Thank you very much. Now Tyrone will be stuck in my head all day! And I really mean that – I love that song:))))
I don’t know who you are, but I like you anyway for your great taste in music. I think you betta’ ca-all Tyrone and tell him to come on.
It was me…wonder why that didn’t show up?!
Can I give you my phone number so I can get singing messages too?
And this: “I wouldn’t stick around if a song jumped off with, “Imagine there’s no salsa,” so I’m certainly not cheering on the idea that there’s no Heaven.” I’ll climb aboard that bandwagon. All these hippies and gangstas with questionable religious morality are always making these catchy tunes you can’t help but love while simultaneously feeling guilty you are perpetuating a free-for-all sin fest. The woes of a music lover with high moral standards.

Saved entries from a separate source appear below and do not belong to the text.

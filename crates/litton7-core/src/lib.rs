//! Litton7 Core - batch landscape classification library.
//!
//! Classifies landscape photographs into the seven Litton visual landscape
//! types with an ONNX model, streaming one CSV row per image.
//!
//! # Architecture
//!
//! A background loader thread decodes images into a bounded channel while the
//! calling thread pulls fixed-size batches off it and runs inference:
//!
//! ```text
//! Targets → Discover → Loader ─[bounded channel]→ Batch → Classify → CSV
//! ```
//!
//! # Usage
//!
//! ```rust,ignore
//! use litton7_core::classify::{device, OnnxClassifier};
//! use litton7_core::{BatchPipeline, Config, CsvWriter, NoProgress};
//!
//! let config = Config::load()?;
//! let pipeline = BatchPipeline::new(&config);
//! let paths = pipeline.discover(&["./photos".into()], true);
//!
//! let device = device::resolve(device::DeviceRequest::Auto, device::Capabilities::detect())?;
//! let classifier = OnnxClassifier::load(&config.default_model_path(), &config.model, device)?;
//! let mut csv = CsvWriter::create("results.csv".as_ref())?;
//! let summary = pipeline.run(paths, &classifier, &mut csv, &mut NoProgress)?;
//! ```

pub mod classify;
pub mod config;
pub mod error;
pub mod math;
pub mod model;
pub mod output;
pub mod pipeline;
pub mod types;

pub use classify::{Classifier, OnnxClassifier, LABELS};
pub use config::{BatchErrorPolicy, Config};
pub use error::{ConfigError, PipelineError};
pub use output::{CsvWriter, ResultSink};
pub use pipeline::{BatchPipeline, NoProgress, ProgressReporter, ProgressSnapshot};
pub use types::{ClassificationResult, RunSummary};

/// Library version.
pub const VERSION: &str = env!("CARGO_PKG_VERSION");
//! Shared math utilities.

/// Numerically stable softmax over a slice of logits.
///
/// `+inf` logits share all of the mass equally. Otherwise NaN and `-inf`
/// contribute zero mass, and if every logit is one of those the result is all
/// zeros.
pub fn softmax(logits: &[f32]) -> Vec<f32> {
    let infinite = logits.iter().filter(|v| **v == f32::INFINITY).count();
    if infinite > 0 {
        let share = 1.0 / infinite as f32;
        return logits
            .iter()
            .map(|&v| if v == f32::INFINITY { share } else { 0.0 })
            .collect();
    }

    let max = logits
        .iter()
        .copied()
        .filter(|v| v.is_finite())
        .fold(f32::NEG_INFINITY, f32::max);

    let exps: Vec<f32> = logits
        .iter()
        .map(|&v| if v.is_finite() { (v - max).exp() } else { 0.0 })
        .collect();
    let sum: f32 = exps.iter().sum();
    if sum == 0.0 {
        return vec![0.0; logits.len()];
    }
    exps.into_iter().map(|v| v / sum).collect()
}

/// Index of the largest value. Ties resolve to the lowest index.
///
/// Returns `None` for an empty slice. NaN entries never win.
pub fn argmax(values: &[f32]) -> Option<usize> {
    let mut best: Option<(usize, f32)> = None;
    for (i, &v) in values.iter().enumerate() {
        match best {
            Some((_, b)) if v <= b || v.is_nan() => {}
            None if v.is_nan() => {}
            _ => best = Some((i, v)),
        }
    }
    best.map(|(i, _)| i)
}
//! ONNX Runtime session management and batch inference.
//!
//! Loads the landscape classifier exported to ONNX and runs it on stacked
//! `[N, 3, H, W]` batches, returning the raw logits of the first output.

use std::path::Path;
use std::sync::Mutex;

use ndarray::Array4;
use ort::session::builder::SessionBuilder;
use ort::session::Session;
use ort::value::Value;

use super::device::Device;
use crate::error::PipelineError;

/// Wraps an ONNX Runtime session for the classifier.
///
/// Uses a `Mutex` because `Session::run` requires `&mut self`.
pub struct ClassifierSession {
    session: Mutex<Session>,
    /// Name of the input tensor (detected from model metadata).
    input_name: String,
}

impl ClassifierSession {
    /// Load a classifier from an ONNX file onto `device`.
    pub fn load(model_path: &Path, device: Device) -> Result<Self, PipelineError> {
        let load_err = |message: String| PipelineError::ModelLoad {
            path: model_path.to_path_buf(),
            message,
        };

        let builder = Session::builder()
            .map_err(|e| load_err(format!("Failed to create ONNX session builder: {e}")))?;
        let builder = with_device(builder, device)
            .map_err(|e| load_err(format!("Failed to register {device} execution provider: {e}")))?;
        let session = builder
            .commit_from_file(model_path)
            .map_err(|e| load_err(format!("Failed to load ONNX model: {e}")))?;

        let input_name = session
            .inputs()
            .first()
            .map(|i| i.name().to_string())
            .unwrap_or_else(|| "input".to_string());

        tracing::debug!(
            "Loaded classifier from {:?} on {} (input: {:?}, outputs: {:?})",
            model_path,
            device,
            input_name,
            session
                .outputs()
                .iter()
                .map(|o| o.name())
                .collect::<Vec<_>>()
        );

        Ok(Self {
            session: Mutex::new(session),
            input_name,
        })
    }

    /// Run one batch and return its logits as `(rows, columns, flat data)`.
    pub fn run(&self, batch: &Array4<f32>) -> Result<(usize, usize, Vec<f32>), String> {
        let shape: Vec<i64> = batch.shape().iter().map(|&d| d as i64).collect();
        let flat_data: Vec<f32> = batch.iter().copied().collect();
        let rows = batch.shape()[0];

        let input_value = Value::from_array((shape, flat_data))
            .map_err(|e| format!("Failed to create input tensor: {e}"))?;
        let inputs = ort::inputs![self.input_name.as_str() => input_value];

        let mut session = self
            .session
            .lock()
            .map_err(|e| format!("Session lock poisoned: {e}"))?;
        let outputs = session
            .run(inputs)
            .map_err(|e| format!("ONNX inference failed: {e}"))?;

        let (_, logits) = outputs
            .iter()
            .next()
            .ok_or_else(|| "Model produced no outputs".to_string())?;
        let (out_shape, data) = logits
            .try_extract_tensor::<f32>()
            .map_err(|e| format!("Failed to extract logits tensor: {e}"))?;

        let columns = match out_shape.len() {
            2 if out_shape[0] as usize == rows => out_shape[1] as usize,
            1 if rows == 1 => out_shape[0] as usize,
            _ => return Err(format!("Unexpected logits shape: {:?}", out_shape)),
        };

        Ok((rows, columns, data.to_vec()))
    }
}

fn with_device(builder: SessionBuilder, device: Device) -> Result<SessionBuilder, String> {
    match device {
        Device::Cpu => Ok(builder),
        #[cfg(feature = "cuda")]
        Device::Cuda(index) => builder
            .with_execution_providers([
                ort::execution_providers::CUDAExecutionProvider::default()
                    .with_device_id(index as i32)
                    .build(),
            ])
            .map_err(|e| e.to_string()),
        #[cfg(not(feature = "cuda"))]
        Device::Cuda(index) => {
            tracing::warn!("built without CUDA support; cuda:{index} falls back to CPU");
            Ok(builder)
        }
        #[cfg(feature = "coreml")]
        Device::CoreMl => builder
            .with_execution_providers([
                ort::execution_providers::CoreMLExecutionProvider::default().build(),
            ])
            .map_err(|e| e.to_string()),
        #[cfg(not(feature = "coreml"))]
        Device::CoreMl => Ok(builder),
    }
}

You can, but only if you’re prepared to be very, very jarred and scarred.
Yes, the woes of a music lover with high moral standards 🙂
You left off the fact that you have changed the course of many a family get together by breaking out with the theme song to Archie Bunker’s show. All said, I love the song in your heart. 🙂
Bro-man still wants me to do that—even begs—but the “and you knew where you were then!!!!” part injures my throat. I guess I could tone it down, but where is the fun in that? I’m not gonna deliver a half-hearted Edith to the people I love.
Thank you 🙂
I use to sing to my kids at school—and yes that too sounds so sweet, that is until you understand it was a room full of highschoolers, I can’t sing a lick, and I usually made up the words to some current or not so current tune they may or may not have known—lots of rolled eyes, and the whispering to the next group of kids coming in, as the bell rang, that “she’s singing today, good luck” 🙂
Now my poor husband suffers usually after we’ve watched an episode of The Voice or Am. Idol—they ain’t go nothing on this girl 🙂
Love it and good stuff Anna Lea West
hugs to you—cookie who has a song in her heart 24/7
I like you, Cookie 🙂
I believe I used to put songs in your head at B&N a lifetime ago. I’ve always said my life was a musical…so I totally relate to ALL this!
You think? Kara and I were walking/talking Josh Grobans for MONTHS! I loved it though 🙂
I love the line, “Yeah, I know cinnamon isn’t sweet, but neither is sin, and my hands were tied”. I have the exact same problem with lyrics going over and over in my head. I have always loved ZZ Top’s music, but have you listened to some of those lyrics! Yikes!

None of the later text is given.